Once it hangs, macOS will behave very weirdly with processes not being able to start. The only solution I have found once entering this state is to reboot.
Using a different terminal emulator than kitty. Alacritty and Terminal.app work. (I have tried running with everything but the PATH environment variable but it still hangs)
MacOS is UNIX (or at least, that’s where it began), so this is … disturbing.
when you say make -j, do you mean literally that command? B/c one would think that, yeah (per @benjamin-thomas ) you might get swapping, but that wouldn’t cause a hang.
you said make -j 8 prevents the problem. Can you try make -j 16, and higher powers of 2, to see whether it’s literally make -j, or just a very high concurrency ?
just in order to further confine the issue of the terminal emulator, can you run the make command under nohup ? That should disconnect it from the terminal ?

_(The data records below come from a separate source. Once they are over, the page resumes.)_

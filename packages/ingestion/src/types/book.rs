//! The per-book metadata document.

use std::collections::BTreeMap;

use serde::{Deserialize, Serialize};

use super::page::PageMeta;

/// `books/{book_id}/metadata.json`: book reference data plus the per-page
/// map maintained by the OCR worker.
///
/// The book fields are owned by the calling system and treated as read-only
/// here; they condition the LLM prompts. The `pages` map is read, mutated in
/// memory, and flushed back periodically by the OCR worker.
#[derive(Debug, Clone, Serialize, Deserialize)]
pub struct BookMetadata {
    pub book_id: String,
    #[serde(default)]
    pub grade: i32,
    #[serde(default)]
    pub subject: String,
    #[serde(default)]
    pub board: String,
    #[serde(default = "default_country")]
    pub country: String,
    #[serde(default)]
    pub total_pages: u32,
    #[serde(default)]
    pub pages: BTreeMap<u32, PageMeta>,
}

fn default_country() -> String {
    "India".to_string()
}

impl BookMetadata {
    pub fn new(book_id: impl Into<String>) -> Self {
        Self {
            book_id: book_id.into(),
            grade: 0,
            subject: String::new(),
            board: String::new(),
            country: default_country(),
            total_pages: 0,
            pages: BTreeMap::new(),
        }
    }
}

#[cfg(test)]
mod tests {
    use super::*;

    #[test]
    fn page_map_keys_round_trip_as_json_strings() {
        let mut book = BookMetadata::new("b1");
        book.pages.insert(3, PageMeta::new("books/b1/raw/3.png"));
        let json = serde_json::to_string(&book).unwrap();
        assert!(json.contains("\"3\""));
        let back: BookMetadata = serde_json::from_str(&json).unwrap();
        assert!(back.pages.contains_key(&3));
    }

    #[test]
    fn missing_fields_take_defaults() {
        let book: BookMetadata = serde_json::from_str(r#"{"book_id": "b1"}"#).unwrap();
        assert_eq!(book.country, "India");
        assert!(book.pages.is_empty());
    }
}
// E6: finalization merges the nominated duplicate pair and syncs one row
// per surviving shard.
#[tokio::test]
async fn finalization_dedup_and_sync() {
    let store = Arc::new(MemoryObjectStore::new());
    let lock = Arc::new(MemoryJobLock::new());
    let repo = Arc::new(MemoryGuidelineRepository::new());

    let mut index = GuidelinesIndex::new("b");
    index.upsert_subtopic(
        "fractions", "Fractions", "halves", "Halves", "2-4", SubtopicStatus::Open,
        "Halves summary",
    );
    index.upsert_subtopic(
        "fractions-basics", "Fractions Basics", "halves-basics", "Halves Basics", "7-9",
        SubtopicStatus::Stable, "Halves basics summary",
    );
    store.put_json(&layout::guidelines_index("b"), &index).await.unwrap();

    let mut keeper = SubtopicShard::new("fractions", "Fractions", "halves", "Halves", 2, "Keep these.");
    keeper.merge_page("Keep these, extended.".into(), 4);
    store
        .put_json(&layout::shard("b", "fractions", "halves"), &keeper)
        .await
        .unwrap();
    let mut loser = SubtopicShard::new(
        "fractions-basics", "Fractions Basics", "halves-basics", "Halves Basics", 7, "Duplicate.",
    );
    loser.merge_page("Duplicate, extended.".into(), 9);
    store
        .put_json(&layout::shard("b", "fractions-basics", "halves-basics"), &loser)
        .await
        .unwrap();

    let pass = FinalizationPass::with_config(
        store.clone(),
        Arc::new(finalization_llm()),
        lock.clone(),
        Some(repo.clone()),
        PipelineConfig::default(),
        RetryPolicy::immediate(1),
    );
    let book = extraction_book("b", 10);
    let job_id = lock.acquire("b", JobType::Finalization, Some(2)).await.unwrap();
    let report = pass.run(job_id, &book, true).await.unwrap();

    assert_eq!(report.subtopics_finalized, 2);
    assert_eq!(report.subtopics_renamed, 0);
    assert_eq!(report.duplicates_merged, 1);
    assert_eq!(report.synced_rows, Some(1));

    // Index lost the merged-away subtopic; the survivor is final.
    let index: GuidelinesIndex = store.get_json(&layout::guidelines_index("b")).await.unwrap();
    assert_eq!(index.subtopic_count(), 1);
    assert_eq!(
        index.subtopic("fractions", "halves").unwrap().status,
        SubtopicStatus::Final
    );
    assert!(index.topic("fractions-basics").is_none());

    // Survivor spans the union of both page ranges; the loser's key is gone.
    let merged: SubtopicShard = store
        .get_json(&layout::shard("b", "fractions", "halves"))
        .await
        .unwrap();
    assert_eq!(merged.source_page_start, 2);
    assert_eq!(merged.source_page_end, 9);
    assert_eq!(merged.guidelines, "Combined halves guidelines.");
    assert!(merged.version > keeper.version);
    let missing = store
        .get_json::<SubtopicShard>(&layout::shard("b", "fractions-basics", "halves-basics"))
        .await;
    assert!(matches!(missing, Err(StoreError::NotFound { .. })));

    // Exactly one row per shard present in the index, freshly reviewable.
    let rows = repo.guidelines_for_book("b").await.unwrap();
    assert_eq!(rows.len(), 1);
    assert_eq!(rows[0].subtopic_key, "halves");
    assert_eq!(rows[0].review_status, "TO_BE_REVIEWED");
    assert_eq!(rows[0].source_page_start, 2);
    assert_eq!(rows[0].source_page_end, 9);

    let job = lock.get_job(job_id).await.unwrap().unwrap();
    assert_eq!(job.status, JobStatus::Completed);
}
//! Core trait abstractions.
//!
//! The pipeline is written against these seams; production backends and
//! in-memory test doubles plug in behind them.

pub mod llm;
pub mod ocr;
pub mod store;

pub use llm::{CallOptions, LlmClient, LlmError, LlmResponse};
pub use ocr::{OcrEngine, OcrError};
pub use store::{ObjectStore, ObjectStoreExt, StoreError};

Adding even more context on this (genuinely!) fascinating macOS issue. Having run ./configure --disable-stdlib-manpages && make -j (which succeeds), it was repeatably the case that make -j manpages would fail. Most of the time it was possible to abort make with CTRL+C which would reveal that every single ocamldoc.opt invocation for the generating the stdlib manpages was hanging. And then everything gets weird - apps wouldn’t start, the C could be invoked, but programs emitted by clang simply did nothing!
There doesn’t seem to be any swapping (nor a high memory usage).

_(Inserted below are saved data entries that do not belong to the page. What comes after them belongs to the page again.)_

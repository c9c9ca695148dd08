//! Subtopic shards, the unit of guideline aggregation.

use chrono::{DateTime, Utc};
use serde::{Deserialize, Serialize};

/// One consolidated guideline document per `(topic, subtopic)` pair.
///
/// Shards carry no status of their own; the guidelines index is the single
/// source of status truth. `version` increments on every mutation, and the
/// page range only ever extends.
#[derive(Debug, Clone, Serialize, Deserialize)]
pub struct SubtopicShard {
    pub topic_key: String,
    pub topic_title: String,
    pub subtopic_key: String,
    pub subtopic_title: String,
    pub source_page_start: u32,
    pub source_page_end: u32,
    pub guidelines: String,
    #[serde(default)]
    pub subtopic_summary: String,
    pub version: u64,
    pub updated_at: DateTime<Utc>,
}

impl SubtopicShard {
    /// Fresh shard opened by a single page.
    pub fn new(
        topic_key: impl Into<String>,
        topic_title: impl Into<String>,
        subtopic_key: impl Into<String>,
        subtopic_title: impl Into<String>,
        page: u32,
        guidelines: impl Into<String>,
    ) -> Self {
        Self {
            topic_key: topic_key.into(),
            topic_title: topic_title.into(),
            subtopic_key: subtopic_key.into(),
            subtopic_title: subtopic_title.into(),
            source_page_start: page,
            source_page_end: page,
            guidelines: guidelines.into(),
            subtopic_summary: String::new(),
            version: 1,
            updated_at: Utc::now(),
        }
    }

    /// Replace the guidelines with a merged text and extend the range to
    /// cover `page`.
    pub fn merge_page(&mut self, merged_guidelines: String, page: u32) {
        self.guidelines = merged_guidelines;
        self.source_page_end = self.source_page_end.max(page);
        self.version += 1;
        self.updated_at = Utc::now();
    }

    /// Fold a duplicate shard into this one: merged guidelines, unioned
    /// page range, bumped version.
    pub fn absorb(&mut self, other: &SubtopicShard, merged_guidelines: String) {
        self.guidelines = merged_guidelines;
        self.source_page_start = self.source_page_start.min(other.source_page_start);
        self.source_page_end = self.source_page_end.max(other.source_page_end);
        self.version += 1;
        self.updated_at = Utc::now();
    }

    /// Page range in the "start-end" form the index stores.
    pub fn page_range(&self) -> String {
        format!("{}-{}", self.source_page_start, self.source_page_end)
    }

    /// Mark a metadata-only mutation (rename, summary refresh).
    pub fn touch(&mut self) {
        self.version += 1;
        self.updated_at = Utc::now();
    }
}
//! OCR engine contract.
//!
//! The engine owns both image normalization (raw upload to canonical PNG)
//! and text recognition. Model choice and tuning live behind this seam.

use async_trait::async_trait;
use thiserror::Error;

/// Errors from the OCR engine.
#[derive(Debug, Error)]
pub enum OcrError {
    /// The input bytes are not a decodable image.
    #[error("invalid image: {0}")]
    InvalidImage(String),

    /// Transient failure (throttling, timeouts); safe to retry.
    #[error("transient OCR failure: {0}")]
    Transient(String),

    /// Everything else the engine can report.
    #[error("OCR engine error: {0}")]
    Engine(String),
}

impl OcrError {
    pub fn is_transient(&self) -> bool {
        matches!(self, OcrError::Transient(_))
    }
}

#[async_trait]
pub trait OcrEngine: Send + Sync {
    /// Convert a raw upload into the canonical normalized PNG form.
    async fn normalize(&self, raw: &[u8], extension: &str) -> Result<Vec<u8>, OcrError>;

    /// Extract text from a canonical image.
    async fn recognize(&self, image: &[u8]) -> Result<String, OcrError>;
}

It fails for high values of make -j <value>. It has both failed and succeeded at -j96.
Nohup doesn’t change anything. It still fails in kitty but doesn’t fail in alacritty. (even though the process doesn’t even output to the terminal anymore). Same if running nohup make -j < /dev/null & disown
I had already managed to compile with the foot terminal emulator on Linux but just in case it was caused just by kitty I tried on kitty on Linux (using Asahi linux) and it worked (not particularly surprising… although who knows at this point…).
There are other projects that almost-certainly have high concurrency in their builds Like GCC, or Emacs. Have you tried to build such other projects with “make -j” (or “make -j 512”) to see if they cause problems ? [In the spirit of exonerating the innocent to incriminate the guilty]
Also, have you had an success asking in MacOS forums?